Quintana equaciona, por último, uma reformulação contínua do realismo que, segundo ele, acaba por oferecer a possibilidade de uma «percepção não emotiva» que se opõe às formas do «simulacro do real» apresentadas pelos órgãos de comunicação social: «la gran caverna platónica construída en la sociedade del espectáculo» (Quintana, 2003:252). Nessa busca contínua de um novo realismo no cinema contemporâneo, Àngel Quintana aproxima-se, então, da arte do cineasta iraniano Abbas Kiarostami, pleno de um novo realismo e de uma nova autoconsciência no cinema contemporâneo. Para nos fazer compreender isso o autor recorre à trilogia do cineasta formada por Khneh-ye dust kojas? («Donde está la casa de mi amigo?», 1987), Zendegi na digar hich («Y la vida continua», 1992), e Zir-e derakhtan-e zeytun, («A través de los olvidos», 1994) elevando, finalmente, essa autoconsciência ao nível de uma tensão que se estabelece entre ficção e realidade criada nos filmes. É o caso por exemplo de Zendegi na digar hich em que um alter ego de Kiarostami, no filme, vai à procura da criança, intérprete do primeiro filme Khneh-ye dust kojas? que supostamente terá desaparecido num sismo que assolou a região de Gilan. Segundo o autor, esta poética neo-realista em Kiarostami, que se distancia de Roberto Rossellini, gira em torno de um jogo de repetição, como atesta na seguinte passagem, a propósito de Zendegi na digar hich:

« …la obsession está orientada hacia las dificultades del protagonista para convencer a la chica que ama para que abandone los condicionantes familiares que frenan la materialización de su posible amor. El juego de repeticiones no marca uma evolución en las relaciones solo sirve para testimoniar el peso de la obsessión». (Quintana, 2003:244).

Uma propriedade que o autor denomina, ainda, de «estrutura en abismo», que está presente no cinema iraniano, em geral. O autor deixa claro que a autoconsciência de Kiarostami não é o de criar uma ilusão realista; pelo contrário, ela representa a mesma crise realista que provocou o quadro Las Meninas de Velázquez no domínio da pintura, na qual o espaço de representação é ocupado pelo pintor e pelos espectadores da tela.
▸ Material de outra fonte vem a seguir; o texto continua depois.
//! Error types for glyphscan-recog

use thiserror::Error;

/// Errors that can occur during recognition operations
#[derive(Debug, Error)]
pub enum RecogError {
    /// Core library error
    #[error("core error: {0}")]
    Core(#[from] glyphscan_core::Error),

    /// Region library error
    #[error("region error: {0}")]
    Region(#[from] glyphscan_region::RegionError),

    /// Invalid parameter provided
    #[error("invalid parameter: {0}")]
    InvalidParameter(String),

    /// Template catalog is malformed
    #[error("invalid template catalog: {0}")]
    InvalidCatalog(String),

    /// An asset file could not be read
    #[error("failed to read '{path}': {message}")]
    AssetRead { path: String, message: String },
}

/// Result type for recognition operations
pub type RecogResult<T> = Result<T, RecogError>;
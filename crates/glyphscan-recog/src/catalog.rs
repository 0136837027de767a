//! Template catalog
//!
//! The catalog holds, for every recognizable character, its traits and one
//! normalized template per font. It is parsed once from JSON:
//!
//! ```json
//! {"templateSize": {"cols": 20, "rows": 28},
//!  "templates": [{"character": "0", "enclosures": 1, "isDigit": true,
//!                 "matrices": [{"font": "mono", "cols": 5, "rows": 9,
//!                               "data": "0111010001..."}]}]}
//! ```
//!
//! Matrix `data` is row-major, either a string of `'0'`/`'1'` or an array
//! of 0/1 integers. Templates are resampled to the template size while
//! loading, so matching compares equal-sized grids only. Punctuation gets
//! a second, line-relative template that keeps the glyph's height and
//! position within its cell.

use std::collections::HashMap;

use glyphscan_core::{Artifact, BitGrid, Point};
use serde::Deserialize;

use crate::error::{RecogError, RecogResult};

/// Default template canvas width
pub const DEFAULT_TEMPLATE_COLS: u32 = 20;

/// Default template canvas height
pub const DEFAULT_TEMPLATE_ROWS: u32 = 28;

const BUNDLED_CATALOG: &str = include_str!("../../../assets/templates.json");

#[derive(Deserialize)]
#[serde(rename_all = "camelCase")]
struct RawCatalog {
    #[serde(default)]
    template_size: Option<RawSize>,
    templates: Vec<RawTemplate>,
}

#[derive(Deserialize)]
struct RawSize {
    cols: u32,
    rows: u32,
}

#[derive(Deserialize)]
#[serde(rename_all = "camelCase")]
struct RawTemplate {
    character: String,
    #[serde(default)]
    enclosures: u32,
    #[serde(default)]
    is_letter: bool,
    #[serde(default)]
    is_digit: bool,
    #[serde(default)]
    is_punctuation: bool,
    #[serde(default)]
    is_amount: bool,
    #[serde(default)]
    is_date: bool,
    #[serde(default)]
    line_left: bool,
    #[serde(default)]
    line_right: bool,
    matrices: Vec<RawMatrix>,
}

#[derive(Deserialize)]
struct RawMatrix {
    font: String,
    cols: u32,
    rows: u32,
    data: RawData,
}

#[derive(Deserialize)]
#[serde(untagged)]
enum RawData {
    Bits(String),
    Cells(Vec<u8>),
}

impl RawMatrix {
    fn to_grid(&self) -> glyphscan_core::Result<BitGrid> {
        match &self.data {
            RawData::Bits(s) => BitGrid::from_bit_string(self.cols, self.rows, s),
            RawData::Cells(v) => {
                let bits: Vec<bool> = v.iter().map(|&c| c != 0).collect();
                BitGrid::from_bits(self.cols, self.rows, &bits)
            }
        }
    }
}

/// Size of the canvas every template is resampled to
#[derive(Debug, Clone, Copy, PartialEq, Eq)]
pub struct TemplateSize {
    pub cols: u32,
    pub rows: u32,
}

impl Default for TemplateSize {
    fn default() -> Self {
        Self {
            cols: DEFAULT_TEMPLATE_COLS,
            rows: DEFAULT_TEMPLATE_ROWS,
        }
    }
}

/// Catalog flags of a character
#[derive(Debug, Clone, Copy, PartialEq, Eq, Default)]
pub struct CharacterTraits {
    pub is_letter: bool,
    pub is_digit: bool,
    pub is_punctuation: bool,
    pub is_amount: bool,
    pub is_date: bool,
    /// Number of closed holes
    pub enclosures: u32,
    /// A full-height stroke on the left edge
    pub line_left: bool,
    /// A full-height stroke on the right edge
    pub line_right: bool,
}

/// One font variant of a character, already normalized
#[derive(Debug, Clone)]
pub struct Template {
    pub font: String,
    /// Trimmed and centered on the canvas
    pub grid: BitGrid,
    /// Positioned within the full glyph cell; punctuation only
    pub line_grid: Option<BitGrid>,
}

/// A character with its traits and templates
#[derive(Debug, Clone)]
pub struct CharacterDefinition {
    character: char,
    traits: CharacterTraits,
    templates: Vec<Template>,
}

impl CharacterDefinition {
    pub fn character(&self) -> char {
        self.character
    }

    pub fn traits(&self) -> &CharacterTraits {
        &self.traits
    }

    /// Normalized templates, one per font
    pub fn templates(&self) -> &[Template] {
        &self.templates
    }
}

/// Vertical proportions of the catalog's glyph cells
///
/// `body_rows` is the height from the top of a cell to the baseline, taken
/// from the digits; `cell_rows` adds the descender area. The matcher uses
/// the ratio to extend a text line down to where a glyph cell would end.
#[derive(Debug, Clone, Copy, PartialEq, Eq)]
pub struct LineMetrics {
    pub cell_rows: u32,
    pub body_rows: u32,
}

/// The loaded template catalog
#[derive(Debug, Clone)]
pub struct CharacterDefinitions {
    template_size: TemplateSize,
    metrics: LineMetrics,
    definitions: Vec<CharacterDefinition>,
    index: HashMap<char, usize>,
}

impl CharacterDefinitions {
    /// Parse a catalog from JSON
    ///
    /// # Errors
    ///
    /// Returns [`RecogError::InvalidCatalog`] if the JSON is malformed, the
    /// catalog is empty, a `character` is not exactly one character, a
    /// character appears twice, a template has no matrices, or a matrix's
    /// data length disagrees with `cols` x `rows`.
    pub fn from_json_str(json: &str) -> RecogResult<Self> {
        let raw: RawCatalog =
            serde_json::from_str(json).map_err(|e| RecogError::InvalidCatalog(e.to_string()))?;

        if raw.templates.is_empty() {
            return Err(RecogError::InvalidCatalog(
                "catalog has no templates".to_string(),
            ));
        }
        let template_size = match raw.template_size {
            Some(s) if s.cols == 0 || s.rows == 0 => {
                return Err(RecogError::InvalidCatalog(format!(
                    "template size {}x{} is empty",
                    s.cols, s.rows
                )));
            }
            Some(s) => TemplateSize {
                cols: s.cols,
                rows: s.rows,
            },
            None => TemplateSize::default(),
        };

        let mut definitions = Vec::with_capacity(raw.templates.len());
        let mut index = HashMap::new();
        let mut cell_rows = 0;
        let mut body_rows = 0;

        for template in raw.templates {
            let mut chars = template.character.chars();
            let character = match (chars.next(), chars.next()) {
                (Some(c), None) => c,
                _ => {
                    return Err(RecogError::InvalidCatalog(format!(
                        "character {:?} must be a single character",
                        template.character
                    )));
                }
            };
            if index.contains_key(&character) {
                return Err(RecogError::InvalidCatalog(format!(
                    "character {:?} is defined twice",
                    character
                )));
            }
            if template.matrices.is_empty() {
                return Err(RecogError::InvalidCatalog(format!(
                    "character {:?} has no matrices",
                    character
                )));
            }

            let traits = CharacterTraits {
                is_letter: template.is_letter,
                is_digit: template.is_digit,
                is_punctuation: template.is_punctuation,
                is_amount: template.is_amount,
                is_date: template.is_date,
                enclosures: template.enclosures,
                line_left: template.line_left,
                line_right: template.line_right,
            };

            let mut templates = Vec::with_capacity(template.matrices.len());
            for matrix in &template.matrices {
                let grid = matrix.to_grid().map_err(|e| {
                    RecogError::InvalidCatalog(format!(
                        "character {:?}, font {:?}: {}",
                        character, matrix.font, e
                    ))
                })?;
                cell_rows = cell_rows.max(grid.rows());
                if traits.is_digit
                    && let Some(tight) = grid.tight_bounds()
                {
                    body_rows = body_rows.max(tight.bottom() as u32);
                }

                let cell = Artifact::new(grid, Point::new(0, 0));
                let line_grid = traits.is_punctuation.then(|| {
                    cell.normalize_in_line(
                        0,
                        matrix.rows as i32,
                        template_size.cols,
                        template_size.rows,
                    )
                });
                templates.push(Template {
                    font: matrix.font.clone(),
                    grid: cell.normalize(template_size.cols, template_size.rows),
                    line_grid,
                });
            }

            index.insert(character, definitions.len());
            definitions.push(CharacterDefinition {
                character,
                traits,
                templates,
            });
        }

        if body_rows == 0 {
            body_rows = cell_rows;
        }
        log::debug!(
            "loaded {} character definitions, template size {}x{}",
            definitions.len(),
            template_size.cols,
            template_size.rows
        );

        Ok(Self {
            template_size,
            metrics: LineMetrics {
                cell_rows,
                body_rows,
            },
            definitions,
            index,
        })
    }

    /// Read and parse a catalog file
    ///
    /// # Errors
    ///
    /// Returns [`RecogError::AssetRead`] if the file cannot be read, or the
    /// errors of [`CharacterDefinitions::from_json_str`].
    pub fn load(path: &str) -> RecogResult<Self> {
        let json = std::fs::read_to_string(path).map_err(|e| RecogError::AssetRead {
            path: path.to_string(),
            message: e.to_string(),
        })?;
        Self::from_json_str(&json)
    }

    /// The catalog compiled into the library
    pub fn bundled() -> RecogResult<Self> {
        Self::from_json_str(BUNDLED_CATALOG)
    }

    pub fn template_size(&self) -> TemplateSize {
        self.template_size
    }

    pub fn line_metrics(&self) -> LineMetrics {
        self.metrics
    }

    /// Number of characters
    pub fn len(&self) -> usize {
        self.definitions.len()
    }

    pub fn is_empty(&self) -> bool {
        self.definitions.is_empty()
    }

    /// Look up a character
    pub fn get(&self, character: char) -> Option<&CharacterDefinition> {
        self.index.get(&character).map(|&i| &self.definitions[i])
    }

    /// Definitions in catalog order
    pub fn iter(&self) -> std::slice::Iter<'_, CharacterDefinition> {
        self.definitions.iter()
    }

    pub fn definitions(&self) -> &[CharacterDefinition] {
        &self.definitions
    }
}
È o que se vê no filme O Sabor da Cereja (1997), em que o próprio realizador aparece na cena final do filme para dar uma outra visibilidade ao processo, diluindo a fronteira entre o real e o ficcional. Essa tendência está muito mais vincada em Close Up (1990) : na vida real um individuo que foi submetido a um processo judicial por pretender ser o director de cinema Makhmalbaf, para camuflar a sua verdadeira identidade e dissipar uma espécie de sofrimento, se converte em protagonista de um filme de ficção com técnicas de documentário. O autor, ressaltando este aspecto peculiar do cinema iraniano num interessante exercício de linguagem, observa que:

«en las principales películas iranies, el juego de la autoconsciencia convierte a la câmara en una especie de espejo cóncavo que, después, de capturar a realidad, muestra los reflejos del proprio acto de captura de esta realidad.» (Quintana, 2003:241).